Start of MATERIAL FOR THIS EXERCISE

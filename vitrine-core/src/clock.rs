use std::sync::atomic::{AtomicU64, Ordering};
use std::sync::Arc;
use std::time::Instant;

/// Milliseconds since an arbitrary, fixed epoch.
pub type Timestamp = u64;

/// Monotonic millisecond time source.
pub trait Clock: Send + Sync {
    fn now(&self) -> Timestamp;
}

/// Wall-independent clock measuring from its own creation.
#[derive(Debug, Clone)]
pub struct MonotonicClock {
    origin: Instant,
}

impl MonotonicClock {
    pub fn new() -> Self {
        Self { origin: Instant::now() }
    }
}

impl Default for MonotonicClock {
    fn default() -> Self {
        Self::new()
    }
}

impl Clock for MonotonicClock {
    fn now(&self) -> Timestamp {
        self.origin.elapsed().as_millis() as Timestamp
    }
}

/// Clock that only moves when told to. Clones share the same time.
#[derive(Debug, Clone, Default)]
pub struct ManualClock {
    millis: Arc<AtomicU64>,
}

impl ManualClock {
    pub fn new(start: Timestamp) -> Self {
        Self {
            millis: Arc::new(AtomicU64::new(start)),
        }
    }

    pub fn set(&self, now: Timestamp) {
        self.millis.store(now, Ordering::SeqCst);
    }

    pub fn advance(&self, delta: u64) -> Timestamp {
        self.millis.fetch_add(delta, Ordering::SeqCst) + delta
    }
}

impl Clock for ManualClock {
    fn now(&self) -> Timestamp {
        self.millis.load(Ordering::SeqCst)
    }
}

/// Elapsed time between two readings, zero if the clock was observed out of order.
pub fn elapsed_since(earlier: Timestamp, now: Timestamp) -> u64 {
    now.saturating_sub(earlier)
}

End of MATERIAL FOR THIS EXERCISE

THE PROBLEM → Nothing but the lines from the one containing "impl Clock for ManualClock" through the last line of the data above should be given again, each exactly as it stands.

RESULT OF THIS EXERCISE →
impl Clock for ManualClock {
    fn now(&self) -> Timestamp {
        self.millis.load(Ordering::SeqCst)
    }
}

/// Elapsed time between two readings, zero if the clock was observed out of order.
pub fn elapsed_since(earlier: Timestamp, now: Timestamp) -> u64 {
    now.saturating_sub(earlier)
}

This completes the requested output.